This automatic tire inflation system includes:

  • Arduino UNO microcontroller

  • Pressure sensor (air pressure transducer) for PSI measurement

  • 4-channel relay module (used to control air compressor and other outputs)

  • Air compressor / DC pump

  • 16x2 LCD display for real-time pressure display

  • Buzzer for alert notification

  • Push buttons for setting desired pressure

  • SMPS power supply with DC-DC buck converter

  • Supporting wiring and connectors

How It Works

  1. The pressure sensor continuously measures tire air pressure.

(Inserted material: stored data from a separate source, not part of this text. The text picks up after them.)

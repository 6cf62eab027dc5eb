//! Tabgraph - tabular records to bulk-import graph files
//!
//! This crate converts delimited records into a node file and a relationship file
//! for a bulk graph importer:
//! - Declarative node schemas mapping record columns to node types
//! - Deterministic value indexing and node/relationship emission
//! - Streaming CSV output with atomic file replacement
//! - Synthetic household/person records for testing the conversion

pub mod utils;

pub mod config;
pub mod graph_catalog;
pub mod graph_export;
pub mod synthetic;
use log::{error, warn};
use std::convert::Infallible;
use std::sync::Arc;
use warp::{http::StatusCode, reply, reply::Response, Filter, Rejection, Reply};

use super::types::*;
use crate::controller::Controller;
use crate::error_handling::types::{ControlError, ControllerError, StorageError};
use crate::storage::types::ArtifactId;

const DASHBOARD_HTML: &str = r#"<!DOCTYPE html>
<html><head><meta charset="utf-8"><title>Recall</title></head>
<body>
<h1>Recall</h1>
<p id="status">Loading...</p>
<button onclick="control('start')">Start</button>
<button onclick="control('stop')">Stop</button>
<form onsubmit="search(event)"><input id="q" placeholder="Search descriptions (empty shows nothing)"><button>Search</button></form>
<ul id="items"></ul>
<script>
async function refresh() {
  const s = await (await fetch('/status')).json();
  document.getElementById('status').textContent =
    (s.running ? 'Capturing' : 'Stopped') + ', ' + s.count + ' of ' + s.capacity + ' snapshots kept';
}
function show(items) {
  const ul = document.getElementById('items');
  ul.innerHTML = '';
  if (items.length === 0) { ul.innerHTML = '<li>No snapshots yet</li>'; return; }
  for (const a of items) {
    const li = document.createElement('li');
    li.innerHTML = '<a href="' + a.url + '">' + a.captured_at + '</a>';
    ul.appendChild(li);
  }
}
async function search(e) {
  e.preventDefault();
  const q = document.getElementById('q').value;
  show((await (await fetch('/search?q=' + encodeURIComponent(q))).json()).results);
}
async function control(action) {
  await fetch('/control/' + action, { method: 'POST' });
  refresh();
}
refresh();
fetch('/artifacts').then(r => r.json()).then(show);
</script>
</body></html>"#;

fn with_controller(
    controller: Arc<Controller>,
) -> impl Filter<Extract = (Arc<Controller>,), Error = Infallible> + Clone {
    warp::any().map(move || controller.clone())
}

fn json_error(message: impl Into<String>, status: StatusCode) -> Response {
    reply::with_status(
        reply::json(&ApiError {
            message: message.into(),
        }),
        status,
    )
    .into_response()
}

fn error_response(err: ControllerError) -> Response {
    match err {
        ControllerError::StorageError(StorageError::NotFound(id)) => {
            json_error(format!("Artifact {} not found", id), StatusCode::NOT_FOUND)
        }
        ControllerError::StorageError(StorageError::InvalidIdentifier(id)) => {
            json_error(format!("Invalid artifact id {}", id), StatusCode::BAD_REQUEST)
        }
        ControllerError::ControlError(e @ ControlError::InvalidCapacity { .. }) => {
            json_error(e.to_string(), StatusCode::BAD_REQUEST)
        }
        other => {
            error!("Request failed: {}", other);
            json_error(other.to_string(), StatusCode::INTERNAL_SERVER_ERROR)
        }
    }
}

fn parse_id(raw: &str) -> Result<ArtifactId, Response> {
    ArtifactId::parse(raw).map_err(|_| json_error("Invalid artifact id", StatusCode::BAD_REQUEST))
}

fn control_reply(controller: &Controller, changed: Result<bool, ControllerError>) -> Response {
    let changed = match changed {
        Ok(changed) => changed,
        Err(e) => return error_response(e),
    };
    match controller.status() {
        Ok(status) => reply::json(&ControlResponse { changed, status }).into_response(),
        Err(e) => error_response(e),
    }
}

/// GET /
pub fn dashboard_route() -> impl Filter<Extract = impl Reply, Error = Rejection> + Clone {
    warp::path::end()
        .and(warp::get())
        .map(|| reply::html(DASHBOARD_HTML))
}

/// GET /status
pub fn status_route(
    controller: Arc<Controller>,
) -> impl Filter<Extract = impl Reply, Error = Rejection> + Clone {
    warp::path!("status")
        .and(warp::get())
        .and(with_controller(controller))
        .and_then(|controller: Arc<Controller>| async move {
            let res = match controller.status() {
                Ok(status) => reply::json(&status).into_response(),
                Err(e) => error_response(e),
            };
            Ok::<_, Rejection>(res)
        })
}

/// GET /timeline
///
/// Unreadable stores are reported as an empty timeline.
pub fn timeline_route(
    controller: Arc<Controller>,
) -> impl Filter<Extract = impl Reply, Error = Rejection> + Clone {
    warp::path!("timeline")
        .and(warp::get())
        .and(with_controller(controller))
        .and_then(|controller: Arc<Controller>| async move {
            let entries = controller.timeline().unwrap_or_else(|e| {
                warn!("Timeline unavailable: {}", e);
                Vec::new()
            });
            Ok::<_, Rejection>(reply::json(&entries))
        })
}

/// GET /artifacts
pub fn list_artifacts_route(
    controller: Arc<Controller>,
) -> impl Filter<Extract = impl Reply, Error = Rejection> + Clone {
    warp::path!("artifacts")
        .and(warp::get())
        .and(with_controller(controller))
        .and_then(|controller: Arc<Controller>| async move {
            let ids = controller.list_artifacts().unwrap_or_else(|e| {
                warn!("Artifact listing unavailable: {}", e);
                Vec::new()
            });
            let list: Vec<ArtifactResponse> = ids.into_iter().map(ArtifactResponse::from).collect();
            Ok::<_, Rejection>(reply::json(&list))
        })
}

/// GET /artifacts/:id
pub fn artifact_image_route(
    controller: Arc<Controller>,
) -> impl Filter<Extract = impl Reply, Error = Rejection> + Clone {
    warp::path!("artifacts" / String)
        .and(warp::get())
        .and(with_controller(controller))
        .and_then(|raw: String, controller: Arc<Controller>| async move {
            let id = match parse_id(&raw) {
                Ok(id) => id,
                Err(res) => return Ok::<_, Rejection>(res),
            };
            let res = match controller.artifact_image(&id) {
                Ok(image) => {
                    let mime = mime_guess::from_path(&image.path).first_or_octet_stream();
                    reply::with_header(image.bytes, "Content-Type", mime.to_string()).into_response()
                }
                Err(e) => error_response(e),
            };
            Ok::<_, Rejection>(res)
        })
}

/// GET /artifacts/:id/description
pub fn description_route(
    controller: Arc<Controller>,
) -> impl Filter<Extract = impl Reply, Error = Rejection> + Clone {
    warp::path!("artifacts" / String / "description")
        .and(warp::get())
        .and(with_controller(controller))
        .and_then(|raw: String, controller: Arc<Controller>| async move {
            let id = match parse_id(&raw) {
                Ok(id) => id,
                Err(res) => return Ok::<_, Rejection>(res),
            };
            let res = match controller.get_description(&id) {
                Ok(Some(description)) => {
                    reply::json(&DescriptionResponse { id, description }).into_response()
                }
                Ok(None) => json_error(
                    format!("No description for {}", id),
                    StatusCode::NOT_FOUND,
                ),
                Err(e) => error_response(e),
            };
            Ok::<_, Rejection>(res)
        })
}

/// DELETE /artifacts/:id
pub fn delete_artifact_route(
    controller: Arc<Controller>,
) -> impl Filter<Extract = impl Reply, Error = Rejection> + Clone {
    warp::path!("artifacts" / String)
        .and(warp::delete())
        .and(with_controller(controller))
        .and_then(|raw: String, controller: Arc<Controller>| async move {
            let id = match parse_id(&raw) {
                Ok(id) => id,
                Err(res) => return Ok::<_, Rejection>(res),
            };
            let res = match controller.delete_artifact(&id).await {
                Ok(true) => reply::json(&DeleteResponse { id, deleted: true }).into_response(),
                Ok(false) => json_error(format!("Artifact {} not found", id), StatusCode::NOT_FOUND),
                Err(e) => error_response(e),
            };
            Ok::<_, Rejection>(res)
        })
}

/// GET /search?q=...&case_sensitive=...
///
/// An empty `q` yields no results. Unreadable stores are reported as no results.
pub fn search_route(
    controller: Arc<Controller>,
) -> impl Filter<Extract = impl Reply, Error = Rejection> + Clone {
    warp::path!("search")
        .and(warp::get())
        .and(warp::query::<SearchQuery>())
        .and(with_controller(controller))
        .and_then(|query: SearchQuery, controller: Arc<Controller>| async move {
            let ids = controller
                .search(&query.q, !query.case_sensitive)
                .unwrap_or_else(|e| {
                    warn!("Search unavailable: {}", e);
                    Vec::new()
                });
            Ok::<_, Rejection>(reply::json(&SearchResponse {
                query: query.q,
                results: ids.into_iter().map(ArtifactResponse::from).collect(),
            }))
        })
}

/// POST /control/start
pub fn start_route(
    controller: Arc<Controller>,
) -> impl Filter<Extract = impl Reply, Error = Rejection> + Clone {
    warp::path!("control" / "start")
        .and(warp::post())
        .and(with_controller(controller))
        .and_then(|controller: Arc<Controller>| async move {
            let started = controller.start();
            Ok::<_, Rejection>(control_reply(&controller, started))
        })
}

/// POST /control/stop
pub fn stop_route(
    controller: Arc<Controller>,
) -> impl Filter<Extract = impl Reply, Error = Rejection> + Clone {
    warp::path!("control" / "stop")
        .and(warp::post())
        .and(with_controller(controller))
        .and_then(|controller: Arc<Controller>| async move {
            let stopped = controller.stop();
            Ok::<_, Rejection>(control_reply(&controller, stopped))
        })
}

/// PUT /control/capacity with `{"capacity": n}`
pub fn capacity_route(
    controller: Arc<Controller>,
) -> impl Filter<Extract = impl Reply, Error = Rejection> + Clone {
    warp::path!("control" / "capacity")
        .and(warp::put())
        .and(warp::body::content_length_limit(1024))
        .and(warp::body::json::<CapacityRequest>())
        .and(with_controller(controller))
        .and_then(|body: CapacityRequest, controller: Arc<Controller>| async move {
            let previous = controller.status().ok().map(|s| s.capacity);
            let changed = controller
                .set_capacity(body.capacity)
                .map(|state| previous != Some(state.capacity));
            Ok::<_, Rejection>(control_reply(&controller, changed))
        })
}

  2. The Arduino compares the measured pressure with the preset target value.

  3. If the pressure is below the set limit:

    • The relay module activates the air compressor.

  4. When the desired pressure is reached:

    • The compressor automatically turns OFF.

    • The buzzer gives a confirmation alert.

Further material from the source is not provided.